**Aim of the task:** Please find the lines in the following records that hold "String", and copy them.

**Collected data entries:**
Content starts

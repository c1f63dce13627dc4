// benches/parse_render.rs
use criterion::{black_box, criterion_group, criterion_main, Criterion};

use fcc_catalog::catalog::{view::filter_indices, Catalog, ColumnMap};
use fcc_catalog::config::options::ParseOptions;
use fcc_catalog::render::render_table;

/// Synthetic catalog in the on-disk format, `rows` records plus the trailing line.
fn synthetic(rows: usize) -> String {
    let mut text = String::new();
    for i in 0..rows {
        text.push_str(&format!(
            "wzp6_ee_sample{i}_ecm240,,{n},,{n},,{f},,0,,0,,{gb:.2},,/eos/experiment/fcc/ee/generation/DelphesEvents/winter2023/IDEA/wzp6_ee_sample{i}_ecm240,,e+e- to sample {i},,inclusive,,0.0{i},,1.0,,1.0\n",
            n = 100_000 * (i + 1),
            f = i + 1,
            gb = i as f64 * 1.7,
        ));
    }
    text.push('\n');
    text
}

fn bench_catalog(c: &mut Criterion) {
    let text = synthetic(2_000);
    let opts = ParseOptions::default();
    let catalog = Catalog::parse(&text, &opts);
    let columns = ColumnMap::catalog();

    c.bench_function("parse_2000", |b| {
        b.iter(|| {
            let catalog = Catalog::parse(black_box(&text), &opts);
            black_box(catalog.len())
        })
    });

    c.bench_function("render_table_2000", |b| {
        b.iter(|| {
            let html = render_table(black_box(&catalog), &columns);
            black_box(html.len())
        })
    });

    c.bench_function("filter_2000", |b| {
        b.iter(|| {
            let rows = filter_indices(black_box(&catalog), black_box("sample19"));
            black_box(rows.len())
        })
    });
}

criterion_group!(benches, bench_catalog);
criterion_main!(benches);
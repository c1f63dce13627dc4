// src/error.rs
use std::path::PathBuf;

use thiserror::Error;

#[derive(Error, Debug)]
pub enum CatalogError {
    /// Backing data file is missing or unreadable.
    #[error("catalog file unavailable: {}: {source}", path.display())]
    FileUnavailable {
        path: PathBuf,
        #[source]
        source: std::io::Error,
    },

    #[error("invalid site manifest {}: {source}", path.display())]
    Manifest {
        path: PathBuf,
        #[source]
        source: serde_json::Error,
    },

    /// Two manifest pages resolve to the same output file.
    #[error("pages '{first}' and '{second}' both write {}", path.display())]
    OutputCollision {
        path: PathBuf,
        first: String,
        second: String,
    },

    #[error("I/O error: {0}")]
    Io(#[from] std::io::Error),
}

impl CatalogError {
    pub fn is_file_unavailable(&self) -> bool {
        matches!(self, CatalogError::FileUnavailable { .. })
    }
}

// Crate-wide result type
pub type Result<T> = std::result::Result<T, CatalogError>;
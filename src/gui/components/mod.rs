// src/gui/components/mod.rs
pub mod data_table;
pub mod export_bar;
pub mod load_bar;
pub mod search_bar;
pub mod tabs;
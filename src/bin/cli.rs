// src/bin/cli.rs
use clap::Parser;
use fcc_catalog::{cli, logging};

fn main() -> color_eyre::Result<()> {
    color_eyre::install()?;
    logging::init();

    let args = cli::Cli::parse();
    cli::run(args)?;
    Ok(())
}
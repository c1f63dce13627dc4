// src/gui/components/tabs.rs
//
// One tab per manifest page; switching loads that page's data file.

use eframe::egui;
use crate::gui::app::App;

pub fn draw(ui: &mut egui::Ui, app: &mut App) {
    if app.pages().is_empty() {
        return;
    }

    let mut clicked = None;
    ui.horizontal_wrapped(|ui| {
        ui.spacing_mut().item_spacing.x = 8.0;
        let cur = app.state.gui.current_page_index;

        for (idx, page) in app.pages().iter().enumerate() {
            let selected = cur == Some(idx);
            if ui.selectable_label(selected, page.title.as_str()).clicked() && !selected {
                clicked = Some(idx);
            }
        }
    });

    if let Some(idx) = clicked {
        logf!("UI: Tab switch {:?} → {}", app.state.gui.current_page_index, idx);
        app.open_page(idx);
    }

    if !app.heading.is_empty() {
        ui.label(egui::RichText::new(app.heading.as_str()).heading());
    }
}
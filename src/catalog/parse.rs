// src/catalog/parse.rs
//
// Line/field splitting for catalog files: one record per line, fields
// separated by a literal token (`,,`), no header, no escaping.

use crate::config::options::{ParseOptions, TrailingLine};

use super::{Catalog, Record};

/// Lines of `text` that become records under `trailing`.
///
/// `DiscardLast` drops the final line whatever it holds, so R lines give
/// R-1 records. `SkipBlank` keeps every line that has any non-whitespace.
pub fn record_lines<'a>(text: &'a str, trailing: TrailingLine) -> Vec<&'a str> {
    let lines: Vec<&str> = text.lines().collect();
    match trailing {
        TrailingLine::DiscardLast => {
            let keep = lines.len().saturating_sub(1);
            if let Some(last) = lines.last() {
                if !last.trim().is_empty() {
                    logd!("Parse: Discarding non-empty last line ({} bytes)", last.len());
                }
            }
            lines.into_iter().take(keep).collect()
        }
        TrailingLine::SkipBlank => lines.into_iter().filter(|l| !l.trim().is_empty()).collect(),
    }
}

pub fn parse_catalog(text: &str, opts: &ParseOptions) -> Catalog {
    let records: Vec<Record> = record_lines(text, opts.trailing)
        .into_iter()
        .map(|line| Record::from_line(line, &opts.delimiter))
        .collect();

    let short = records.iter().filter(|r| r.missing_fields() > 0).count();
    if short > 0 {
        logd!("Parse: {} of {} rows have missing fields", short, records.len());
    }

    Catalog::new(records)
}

Content ends

**Reply:**
fn synthetic(rows: usize) -> String {
    let mut text = String::new();
        first: String,
        second: String,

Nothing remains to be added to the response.